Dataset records
Content starts

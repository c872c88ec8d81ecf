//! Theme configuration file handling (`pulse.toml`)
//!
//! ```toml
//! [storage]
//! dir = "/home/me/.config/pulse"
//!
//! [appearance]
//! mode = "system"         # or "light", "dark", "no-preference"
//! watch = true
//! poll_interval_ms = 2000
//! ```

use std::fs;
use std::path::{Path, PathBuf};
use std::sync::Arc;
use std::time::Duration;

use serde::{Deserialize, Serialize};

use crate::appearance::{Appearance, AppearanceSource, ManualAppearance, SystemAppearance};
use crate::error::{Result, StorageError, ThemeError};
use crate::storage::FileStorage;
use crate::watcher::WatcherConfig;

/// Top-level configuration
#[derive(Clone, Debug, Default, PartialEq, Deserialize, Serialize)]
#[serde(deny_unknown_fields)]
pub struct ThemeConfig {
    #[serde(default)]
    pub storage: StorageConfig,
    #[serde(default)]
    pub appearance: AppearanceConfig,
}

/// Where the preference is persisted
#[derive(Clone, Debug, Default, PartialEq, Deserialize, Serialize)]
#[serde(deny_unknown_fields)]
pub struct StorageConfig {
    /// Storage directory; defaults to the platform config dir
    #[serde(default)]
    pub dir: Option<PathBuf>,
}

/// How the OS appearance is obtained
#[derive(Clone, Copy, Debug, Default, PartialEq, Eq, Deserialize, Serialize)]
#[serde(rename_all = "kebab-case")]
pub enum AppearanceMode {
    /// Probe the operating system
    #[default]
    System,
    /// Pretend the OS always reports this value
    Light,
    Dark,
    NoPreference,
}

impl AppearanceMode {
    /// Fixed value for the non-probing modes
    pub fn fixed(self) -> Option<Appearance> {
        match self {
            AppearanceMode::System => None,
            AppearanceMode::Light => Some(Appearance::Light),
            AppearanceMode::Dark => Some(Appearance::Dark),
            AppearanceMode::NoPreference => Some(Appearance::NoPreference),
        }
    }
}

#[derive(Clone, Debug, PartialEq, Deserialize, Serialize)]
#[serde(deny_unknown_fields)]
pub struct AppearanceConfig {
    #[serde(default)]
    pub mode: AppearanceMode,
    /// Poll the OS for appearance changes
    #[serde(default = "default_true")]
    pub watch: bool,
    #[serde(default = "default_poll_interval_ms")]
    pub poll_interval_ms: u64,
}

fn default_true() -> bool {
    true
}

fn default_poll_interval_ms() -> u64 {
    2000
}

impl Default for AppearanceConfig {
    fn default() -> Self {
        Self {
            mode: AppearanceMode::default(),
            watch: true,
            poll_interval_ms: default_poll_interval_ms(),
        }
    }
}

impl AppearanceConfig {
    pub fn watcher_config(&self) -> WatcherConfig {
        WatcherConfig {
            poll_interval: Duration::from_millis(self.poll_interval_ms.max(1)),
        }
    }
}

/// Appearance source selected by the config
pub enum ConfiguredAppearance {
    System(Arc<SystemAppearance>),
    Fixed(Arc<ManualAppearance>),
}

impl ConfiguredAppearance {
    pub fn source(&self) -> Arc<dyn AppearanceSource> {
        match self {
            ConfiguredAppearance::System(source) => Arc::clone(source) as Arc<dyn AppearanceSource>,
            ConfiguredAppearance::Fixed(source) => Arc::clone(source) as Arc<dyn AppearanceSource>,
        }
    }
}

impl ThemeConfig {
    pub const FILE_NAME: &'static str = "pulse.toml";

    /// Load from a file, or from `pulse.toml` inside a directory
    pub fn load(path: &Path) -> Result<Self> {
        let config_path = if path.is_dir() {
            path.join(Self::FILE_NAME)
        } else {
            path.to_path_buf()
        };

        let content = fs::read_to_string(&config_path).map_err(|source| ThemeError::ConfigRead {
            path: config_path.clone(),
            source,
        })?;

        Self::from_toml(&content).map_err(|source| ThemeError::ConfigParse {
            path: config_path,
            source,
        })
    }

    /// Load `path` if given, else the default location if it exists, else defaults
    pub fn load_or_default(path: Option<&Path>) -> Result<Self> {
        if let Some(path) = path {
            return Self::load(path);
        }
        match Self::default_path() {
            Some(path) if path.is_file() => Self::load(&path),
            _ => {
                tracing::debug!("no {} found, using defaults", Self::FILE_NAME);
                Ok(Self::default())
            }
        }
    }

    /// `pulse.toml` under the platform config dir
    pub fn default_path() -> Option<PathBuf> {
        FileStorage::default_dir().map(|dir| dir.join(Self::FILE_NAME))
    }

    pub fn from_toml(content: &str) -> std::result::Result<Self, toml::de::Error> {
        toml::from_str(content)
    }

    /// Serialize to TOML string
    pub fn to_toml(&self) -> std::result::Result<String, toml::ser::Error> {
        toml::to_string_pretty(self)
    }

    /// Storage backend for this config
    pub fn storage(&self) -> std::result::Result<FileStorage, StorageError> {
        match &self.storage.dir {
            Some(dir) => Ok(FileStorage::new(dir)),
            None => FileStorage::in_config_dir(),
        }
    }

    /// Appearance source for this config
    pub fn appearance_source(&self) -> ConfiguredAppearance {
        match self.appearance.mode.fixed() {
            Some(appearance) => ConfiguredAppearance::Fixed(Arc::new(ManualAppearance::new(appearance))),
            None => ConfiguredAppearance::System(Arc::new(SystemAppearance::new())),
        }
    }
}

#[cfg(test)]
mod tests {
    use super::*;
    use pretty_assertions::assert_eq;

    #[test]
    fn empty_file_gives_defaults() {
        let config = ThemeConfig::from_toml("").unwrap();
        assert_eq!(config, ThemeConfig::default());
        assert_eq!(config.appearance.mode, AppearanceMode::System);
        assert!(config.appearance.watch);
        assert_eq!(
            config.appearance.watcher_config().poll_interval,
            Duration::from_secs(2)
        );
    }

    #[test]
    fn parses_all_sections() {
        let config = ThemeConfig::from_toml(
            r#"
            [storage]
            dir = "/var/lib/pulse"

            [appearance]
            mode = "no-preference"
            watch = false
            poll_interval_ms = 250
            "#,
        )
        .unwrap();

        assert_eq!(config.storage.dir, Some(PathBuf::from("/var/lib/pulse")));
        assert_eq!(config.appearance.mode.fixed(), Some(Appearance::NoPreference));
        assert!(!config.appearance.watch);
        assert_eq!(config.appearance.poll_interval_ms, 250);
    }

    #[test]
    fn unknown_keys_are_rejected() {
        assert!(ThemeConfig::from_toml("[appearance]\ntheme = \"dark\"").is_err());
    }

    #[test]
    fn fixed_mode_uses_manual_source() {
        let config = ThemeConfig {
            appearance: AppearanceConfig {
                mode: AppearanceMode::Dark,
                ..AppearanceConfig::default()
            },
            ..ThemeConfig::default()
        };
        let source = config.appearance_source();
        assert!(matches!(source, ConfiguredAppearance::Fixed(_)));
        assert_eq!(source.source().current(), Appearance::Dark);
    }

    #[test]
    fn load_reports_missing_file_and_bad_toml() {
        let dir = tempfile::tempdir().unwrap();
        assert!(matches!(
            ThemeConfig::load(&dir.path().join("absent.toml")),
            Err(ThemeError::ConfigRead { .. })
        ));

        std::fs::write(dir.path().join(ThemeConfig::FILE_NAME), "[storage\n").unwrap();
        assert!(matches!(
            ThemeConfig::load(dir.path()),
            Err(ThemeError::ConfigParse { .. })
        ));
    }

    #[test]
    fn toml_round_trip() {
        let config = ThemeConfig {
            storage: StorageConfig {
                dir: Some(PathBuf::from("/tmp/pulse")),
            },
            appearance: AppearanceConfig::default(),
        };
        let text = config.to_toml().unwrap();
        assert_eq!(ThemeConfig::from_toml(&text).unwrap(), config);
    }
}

Content ends
Content starts

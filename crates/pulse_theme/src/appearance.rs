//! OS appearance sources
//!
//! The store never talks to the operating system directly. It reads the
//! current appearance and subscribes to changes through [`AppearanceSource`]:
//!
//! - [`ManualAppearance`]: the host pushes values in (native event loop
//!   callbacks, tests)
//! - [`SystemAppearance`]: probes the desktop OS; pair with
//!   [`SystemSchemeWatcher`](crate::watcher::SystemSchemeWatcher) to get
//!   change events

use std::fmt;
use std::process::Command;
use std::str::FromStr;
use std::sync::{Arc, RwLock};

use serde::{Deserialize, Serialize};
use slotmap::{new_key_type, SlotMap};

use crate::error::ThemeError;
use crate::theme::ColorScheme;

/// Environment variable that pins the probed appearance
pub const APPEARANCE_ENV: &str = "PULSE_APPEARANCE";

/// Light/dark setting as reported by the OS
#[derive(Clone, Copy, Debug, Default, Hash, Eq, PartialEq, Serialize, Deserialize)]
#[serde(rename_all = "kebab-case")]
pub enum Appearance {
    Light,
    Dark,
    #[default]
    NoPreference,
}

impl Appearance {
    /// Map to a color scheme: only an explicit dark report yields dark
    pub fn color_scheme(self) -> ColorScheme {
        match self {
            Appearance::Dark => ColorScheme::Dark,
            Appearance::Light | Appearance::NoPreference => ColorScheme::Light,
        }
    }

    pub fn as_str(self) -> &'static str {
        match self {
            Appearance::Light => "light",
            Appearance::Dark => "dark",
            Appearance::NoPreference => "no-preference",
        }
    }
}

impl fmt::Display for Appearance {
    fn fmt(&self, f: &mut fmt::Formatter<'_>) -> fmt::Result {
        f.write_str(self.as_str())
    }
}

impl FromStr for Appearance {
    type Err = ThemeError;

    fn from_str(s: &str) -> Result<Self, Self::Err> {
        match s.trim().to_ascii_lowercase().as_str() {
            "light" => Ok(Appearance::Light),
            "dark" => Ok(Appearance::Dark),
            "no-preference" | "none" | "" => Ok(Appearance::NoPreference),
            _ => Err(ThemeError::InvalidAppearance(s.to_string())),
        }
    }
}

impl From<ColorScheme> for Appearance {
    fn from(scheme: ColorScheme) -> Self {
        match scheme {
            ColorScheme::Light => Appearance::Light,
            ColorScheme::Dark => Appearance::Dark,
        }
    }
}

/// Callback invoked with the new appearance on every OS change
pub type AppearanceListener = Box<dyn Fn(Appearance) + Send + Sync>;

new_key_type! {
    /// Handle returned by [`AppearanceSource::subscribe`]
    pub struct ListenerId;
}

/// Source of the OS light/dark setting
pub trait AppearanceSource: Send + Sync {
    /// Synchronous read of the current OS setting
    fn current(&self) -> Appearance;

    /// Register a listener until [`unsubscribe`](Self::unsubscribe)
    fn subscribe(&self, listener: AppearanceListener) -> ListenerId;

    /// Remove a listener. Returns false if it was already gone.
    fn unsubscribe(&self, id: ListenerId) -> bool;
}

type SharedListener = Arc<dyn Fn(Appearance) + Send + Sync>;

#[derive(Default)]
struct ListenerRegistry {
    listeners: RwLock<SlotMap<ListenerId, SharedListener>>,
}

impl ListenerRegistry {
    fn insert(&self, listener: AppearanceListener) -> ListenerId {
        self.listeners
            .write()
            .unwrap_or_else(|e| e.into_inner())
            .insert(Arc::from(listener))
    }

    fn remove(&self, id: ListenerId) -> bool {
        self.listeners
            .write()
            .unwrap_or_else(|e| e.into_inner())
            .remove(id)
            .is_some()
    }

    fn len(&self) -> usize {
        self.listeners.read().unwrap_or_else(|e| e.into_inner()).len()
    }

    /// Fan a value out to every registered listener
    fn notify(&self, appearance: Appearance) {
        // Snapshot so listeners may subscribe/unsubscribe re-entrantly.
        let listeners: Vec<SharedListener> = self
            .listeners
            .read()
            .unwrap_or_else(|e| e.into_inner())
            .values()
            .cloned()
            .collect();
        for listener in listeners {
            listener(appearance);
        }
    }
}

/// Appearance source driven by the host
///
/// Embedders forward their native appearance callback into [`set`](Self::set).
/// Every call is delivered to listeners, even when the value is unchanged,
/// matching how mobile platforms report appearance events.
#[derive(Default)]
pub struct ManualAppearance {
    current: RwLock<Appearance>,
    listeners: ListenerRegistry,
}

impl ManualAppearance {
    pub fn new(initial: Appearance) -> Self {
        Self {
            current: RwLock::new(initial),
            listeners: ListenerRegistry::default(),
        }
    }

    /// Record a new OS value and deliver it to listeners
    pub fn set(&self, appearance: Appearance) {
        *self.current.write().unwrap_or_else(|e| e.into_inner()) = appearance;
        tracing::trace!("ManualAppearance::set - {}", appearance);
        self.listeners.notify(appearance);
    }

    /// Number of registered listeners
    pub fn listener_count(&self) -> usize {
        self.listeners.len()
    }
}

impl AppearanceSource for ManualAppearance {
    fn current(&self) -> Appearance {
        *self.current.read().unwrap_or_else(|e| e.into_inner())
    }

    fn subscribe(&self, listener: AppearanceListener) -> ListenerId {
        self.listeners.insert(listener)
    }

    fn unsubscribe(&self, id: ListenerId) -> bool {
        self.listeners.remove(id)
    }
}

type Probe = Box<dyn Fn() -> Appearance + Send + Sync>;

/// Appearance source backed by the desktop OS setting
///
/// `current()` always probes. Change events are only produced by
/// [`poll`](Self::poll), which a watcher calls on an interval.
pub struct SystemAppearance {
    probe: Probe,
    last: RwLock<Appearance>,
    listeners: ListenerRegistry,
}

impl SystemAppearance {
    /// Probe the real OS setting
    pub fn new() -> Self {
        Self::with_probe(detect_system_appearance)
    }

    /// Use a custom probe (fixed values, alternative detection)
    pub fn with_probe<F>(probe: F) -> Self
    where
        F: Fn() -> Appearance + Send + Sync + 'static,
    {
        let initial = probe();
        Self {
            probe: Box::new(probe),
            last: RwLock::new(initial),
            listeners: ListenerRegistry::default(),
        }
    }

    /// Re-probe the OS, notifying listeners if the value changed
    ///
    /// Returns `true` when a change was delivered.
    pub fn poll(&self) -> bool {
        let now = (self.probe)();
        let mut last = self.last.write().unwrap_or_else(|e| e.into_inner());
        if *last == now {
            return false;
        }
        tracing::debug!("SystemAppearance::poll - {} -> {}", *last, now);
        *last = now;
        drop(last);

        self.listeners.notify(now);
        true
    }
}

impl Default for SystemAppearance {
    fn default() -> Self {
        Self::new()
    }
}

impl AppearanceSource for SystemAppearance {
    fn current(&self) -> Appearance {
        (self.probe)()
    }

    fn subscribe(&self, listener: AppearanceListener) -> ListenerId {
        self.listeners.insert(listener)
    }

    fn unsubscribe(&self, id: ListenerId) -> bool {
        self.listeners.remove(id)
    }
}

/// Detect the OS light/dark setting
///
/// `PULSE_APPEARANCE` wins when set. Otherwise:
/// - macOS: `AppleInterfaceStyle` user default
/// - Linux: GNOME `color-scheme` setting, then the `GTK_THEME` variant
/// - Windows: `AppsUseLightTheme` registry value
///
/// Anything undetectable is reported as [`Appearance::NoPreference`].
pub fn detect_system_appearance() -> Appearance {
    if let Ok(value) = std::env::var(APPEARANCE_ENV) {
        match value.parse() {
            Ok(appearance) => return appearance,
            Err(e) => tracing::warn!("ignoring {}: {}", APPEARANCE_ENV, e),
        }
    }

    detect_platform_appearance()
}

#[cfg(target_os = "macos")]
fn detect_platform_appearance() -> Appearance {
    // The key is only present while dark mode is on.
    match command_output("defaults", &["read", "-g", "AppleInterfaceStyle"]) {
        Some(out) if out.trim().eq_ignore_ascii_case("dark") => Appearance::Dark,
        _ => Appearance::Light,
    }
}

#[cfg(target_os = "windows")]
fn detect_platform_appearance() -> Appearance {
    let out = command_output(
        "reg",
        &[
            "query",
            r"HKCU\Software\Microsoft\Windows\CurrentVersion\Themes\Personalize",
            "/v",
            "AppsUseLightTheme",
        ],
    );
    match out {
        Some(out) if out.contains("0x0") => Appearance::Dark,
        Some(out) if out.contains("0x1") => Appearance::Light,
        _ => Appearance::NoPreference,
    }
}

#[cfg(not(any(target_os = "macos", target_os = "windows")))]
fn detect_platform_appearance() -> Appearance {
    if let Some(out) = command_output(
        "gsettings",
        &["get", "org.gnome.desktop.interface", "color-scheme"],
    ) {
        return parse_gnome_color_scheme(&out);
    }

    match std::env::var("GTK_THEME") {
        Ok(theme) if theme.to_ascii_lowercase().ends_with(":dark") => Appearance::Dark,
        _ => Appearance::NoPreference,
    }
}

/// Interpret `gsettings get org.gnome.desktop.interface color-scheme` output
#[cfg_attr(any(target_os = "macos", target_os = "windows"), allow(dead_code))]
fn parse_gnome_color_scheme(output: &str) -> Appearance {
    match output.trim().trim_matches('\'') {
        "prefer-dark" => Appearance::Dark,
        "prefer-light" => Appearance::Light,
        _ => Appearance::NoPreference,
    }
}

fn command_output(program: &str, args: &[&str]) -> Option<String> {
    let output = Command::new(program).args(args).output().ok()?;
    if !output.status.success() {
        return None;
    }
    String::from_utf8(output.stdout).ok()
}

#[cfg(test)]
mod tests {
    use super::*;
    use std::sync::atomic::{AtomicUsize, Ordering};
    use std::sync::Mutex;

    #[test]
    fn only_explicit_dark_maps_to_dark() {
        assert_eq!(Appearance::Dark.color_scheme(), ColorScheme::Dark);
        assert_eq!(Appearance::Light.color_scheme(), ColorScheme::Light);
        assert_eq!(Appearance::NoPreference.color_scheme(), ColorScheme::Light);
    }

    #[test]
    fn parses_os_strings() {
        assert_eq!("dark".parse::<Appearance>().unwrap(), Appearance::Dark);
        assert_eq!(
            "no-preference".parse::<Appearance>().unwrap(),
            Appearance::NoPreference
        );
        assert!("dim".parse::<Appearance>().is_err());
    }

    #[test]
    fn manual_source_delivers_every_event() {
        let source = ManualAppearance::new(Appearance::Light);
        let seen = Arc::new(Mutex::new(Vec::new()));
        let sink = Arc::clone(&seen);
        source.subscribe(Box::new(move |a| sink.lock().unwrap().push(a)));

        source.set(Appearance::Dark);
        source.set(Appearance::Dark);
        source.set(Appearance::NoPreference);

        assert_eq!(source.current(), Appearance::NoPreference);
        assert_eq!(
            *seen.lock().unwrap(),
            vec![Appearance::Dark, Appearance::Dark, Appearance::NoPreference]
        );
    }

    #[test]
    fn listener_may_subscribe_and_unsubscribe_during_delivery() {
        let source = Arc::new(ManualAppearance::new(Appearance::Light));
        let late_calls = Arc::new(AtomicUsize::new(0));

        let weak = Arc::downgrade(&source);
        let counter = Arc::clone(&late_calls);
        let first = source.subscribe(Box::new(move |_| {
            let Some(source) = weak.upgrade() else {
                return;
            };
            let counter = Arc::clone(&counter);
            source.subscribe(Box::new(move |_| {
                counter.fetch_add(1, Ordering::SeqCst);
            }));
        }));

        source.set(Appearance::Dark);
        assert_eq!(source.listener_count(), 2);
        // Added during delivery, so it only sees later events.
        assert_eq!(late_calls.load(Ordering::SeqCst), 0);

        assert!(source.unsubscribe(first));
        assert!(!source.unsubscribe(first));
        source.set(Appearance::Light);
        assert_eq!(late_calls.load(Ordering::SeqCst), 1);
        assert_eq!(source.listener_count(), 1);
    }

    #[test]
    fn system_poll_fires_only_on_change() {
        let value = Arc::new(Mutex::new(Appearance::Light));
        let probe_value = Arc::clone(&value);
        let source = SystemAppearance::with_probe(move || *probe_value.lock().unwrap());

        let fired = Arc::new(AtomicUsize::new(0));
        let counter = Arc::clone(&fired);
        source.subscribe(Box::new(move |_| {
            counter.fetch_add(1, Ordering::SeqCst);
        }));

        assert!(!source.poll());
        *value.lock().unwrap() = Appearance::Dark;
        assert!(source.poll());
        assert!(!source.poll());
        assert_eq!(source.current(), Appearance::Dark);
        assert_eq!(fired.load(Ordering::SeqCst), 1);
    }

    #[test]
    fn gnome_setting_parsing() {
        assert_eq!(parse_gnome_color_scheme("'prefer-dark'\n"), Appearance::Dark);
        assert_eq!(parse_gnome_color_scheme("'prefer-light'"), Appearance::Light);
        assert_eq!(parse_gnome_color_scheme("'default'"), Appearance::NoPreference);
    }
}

Content ends
Content starts

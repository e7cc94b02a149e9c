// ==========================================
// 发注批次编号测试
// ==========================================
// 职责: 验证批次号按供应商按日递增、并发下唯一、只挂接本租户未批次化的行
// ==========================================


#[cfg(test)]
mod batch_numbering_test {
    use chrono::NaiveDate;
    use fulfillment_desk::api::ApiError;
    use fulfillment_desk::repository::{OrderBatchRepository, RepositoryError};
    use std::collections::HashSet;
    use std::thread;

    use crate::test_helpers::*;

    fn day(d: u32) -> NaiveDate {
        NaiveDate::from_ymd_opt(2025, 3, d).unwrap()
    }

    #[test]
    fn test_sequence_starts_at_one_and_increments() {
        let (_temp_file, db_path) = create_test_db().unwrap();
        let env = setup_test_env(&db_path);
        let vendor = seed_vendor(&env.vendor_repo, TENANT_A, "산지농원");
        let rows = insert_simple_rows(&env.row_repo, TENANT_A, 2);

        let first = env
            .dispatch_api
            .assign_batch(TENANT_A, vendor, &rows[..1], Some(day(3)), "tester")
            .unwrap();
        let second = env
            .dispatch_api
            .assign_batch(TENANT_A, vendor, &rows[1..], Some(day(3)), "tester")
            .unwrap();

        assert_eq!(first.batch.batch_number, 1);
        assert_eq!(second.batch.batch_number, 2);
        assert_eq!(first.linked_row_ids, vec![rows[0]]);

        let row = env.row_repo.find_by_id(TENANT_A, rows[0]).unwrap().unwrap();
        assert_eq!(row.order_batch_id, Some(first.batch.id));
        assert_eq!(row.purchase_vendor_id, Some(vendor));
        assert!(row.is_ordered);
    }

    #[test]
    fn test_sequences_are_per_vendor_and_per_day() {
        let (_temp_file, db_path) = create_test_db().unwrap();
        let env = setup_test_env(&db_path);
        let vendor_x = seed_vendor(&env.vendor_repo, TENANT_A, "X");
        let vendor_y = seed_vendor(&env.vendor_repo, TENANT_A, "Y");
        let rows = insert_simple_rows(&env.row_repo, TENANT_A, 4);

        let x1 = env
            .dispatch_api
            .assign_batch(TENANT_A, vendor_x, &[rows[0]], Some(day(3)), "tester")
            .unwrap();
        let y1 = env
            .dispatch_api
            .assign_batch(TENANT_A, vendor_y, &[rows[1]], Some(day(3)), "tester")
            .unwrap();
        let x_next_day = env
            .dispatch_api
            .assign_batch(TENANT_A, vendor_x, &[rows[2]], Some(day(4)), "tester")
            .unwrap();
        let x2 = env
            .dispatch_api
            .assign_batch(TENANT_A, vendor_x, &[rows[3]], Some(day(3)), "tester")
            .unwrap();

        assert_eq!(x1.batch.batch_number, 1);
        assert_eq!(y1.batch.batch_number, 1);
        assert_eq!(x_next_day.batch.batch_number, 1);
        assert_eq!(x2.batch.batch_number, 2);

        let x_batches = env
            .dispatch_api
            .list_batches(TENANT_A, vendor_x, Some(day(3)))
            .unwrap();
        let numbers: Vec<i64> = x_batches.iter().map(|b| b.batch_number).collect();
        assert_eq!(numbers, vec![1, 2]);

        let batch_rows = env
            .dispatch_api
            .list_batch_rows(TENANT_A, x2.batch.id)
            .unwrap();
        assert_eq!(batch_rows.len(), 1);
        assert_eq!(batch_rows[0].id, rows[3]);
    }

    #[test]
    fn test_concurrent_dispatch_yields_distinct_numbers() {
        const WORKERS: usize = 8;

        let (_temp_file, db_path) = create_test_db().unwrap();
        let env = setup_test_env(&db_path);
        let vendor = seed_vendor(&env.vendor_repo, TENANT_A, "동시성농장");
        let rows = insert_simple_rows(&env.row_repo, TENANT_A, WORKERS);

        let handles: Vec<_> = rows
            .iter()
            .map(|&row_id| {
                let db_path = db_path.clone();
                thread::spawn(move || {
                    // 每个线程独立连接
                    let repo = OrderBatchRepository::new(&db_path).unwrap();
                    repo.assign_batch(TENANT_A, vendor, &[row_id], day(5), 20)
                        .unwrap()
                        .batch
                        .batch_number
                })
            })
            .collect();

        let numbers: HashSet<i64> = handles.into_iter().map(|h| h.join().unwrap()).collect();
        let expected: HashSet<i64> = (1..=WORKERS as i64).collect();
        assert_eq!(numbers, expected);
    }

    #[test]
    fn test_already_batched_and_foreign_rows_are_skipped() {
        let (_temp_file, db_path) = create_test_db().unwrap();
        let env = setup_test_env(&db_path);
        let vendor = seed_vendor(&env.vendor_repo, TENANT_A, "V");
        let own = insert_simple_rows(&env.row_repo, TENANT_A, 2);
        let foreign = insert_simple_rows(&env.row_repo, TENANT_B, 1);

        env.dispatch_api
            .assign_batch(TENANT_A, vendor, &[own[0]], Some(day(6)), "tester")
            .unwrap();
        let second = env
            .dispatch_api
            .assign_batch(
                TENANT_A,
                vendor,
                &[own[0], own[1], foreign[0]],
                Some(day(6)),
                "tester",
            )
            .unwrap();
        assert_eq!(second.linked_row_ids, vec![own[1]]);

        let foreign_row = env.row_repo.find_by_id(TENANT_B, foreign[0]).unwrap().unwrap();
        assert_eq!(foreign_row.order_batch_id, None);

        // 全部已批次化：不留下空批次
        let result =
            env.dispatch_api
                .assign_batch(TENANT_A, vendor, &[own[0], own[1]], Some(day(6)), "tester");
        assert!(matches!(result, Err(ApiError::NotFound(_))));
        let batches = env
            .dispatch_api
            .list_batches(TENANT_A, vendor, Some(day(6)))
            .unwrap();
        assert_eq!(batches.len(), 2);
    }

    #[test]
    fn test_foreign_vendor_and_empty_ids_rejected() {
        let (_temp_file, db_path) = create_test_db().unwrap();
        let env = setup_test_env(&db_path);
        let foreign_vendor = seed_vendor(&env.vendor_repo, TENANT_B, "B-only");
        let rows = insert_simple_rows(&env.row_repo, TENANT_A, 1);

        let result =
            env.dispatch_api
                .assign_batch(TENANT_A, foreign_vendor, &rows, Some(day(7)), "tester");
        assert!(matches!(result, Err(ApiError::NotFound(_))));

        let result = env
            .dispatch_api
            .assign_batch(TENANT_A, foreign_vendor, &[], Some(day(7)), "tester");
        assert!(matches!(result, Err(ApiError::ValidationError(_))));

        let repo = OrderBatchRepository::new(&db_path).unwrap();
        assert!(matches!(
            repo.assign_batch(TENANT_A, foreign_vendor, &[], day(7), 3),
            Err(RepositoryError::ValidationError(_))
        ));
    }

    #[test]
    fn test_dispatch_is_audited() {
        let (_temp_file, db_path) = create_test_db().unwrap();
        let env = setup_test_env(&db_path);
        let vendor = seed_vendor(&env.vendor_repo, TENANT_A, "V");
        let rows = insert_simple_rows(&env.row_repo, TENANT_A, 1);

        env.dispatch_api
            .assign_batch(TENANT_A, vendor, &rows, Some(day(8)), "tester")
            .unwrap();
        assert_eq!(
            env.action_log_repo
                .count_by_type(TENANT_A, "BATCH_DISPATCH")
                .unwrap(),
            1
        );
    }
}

Content ends

◆ EXERCISE AIM
Using the records above, say how many lines contain the string "always"; offer no other text.

◆ OUTPUT FOR THIS EXERCISE
2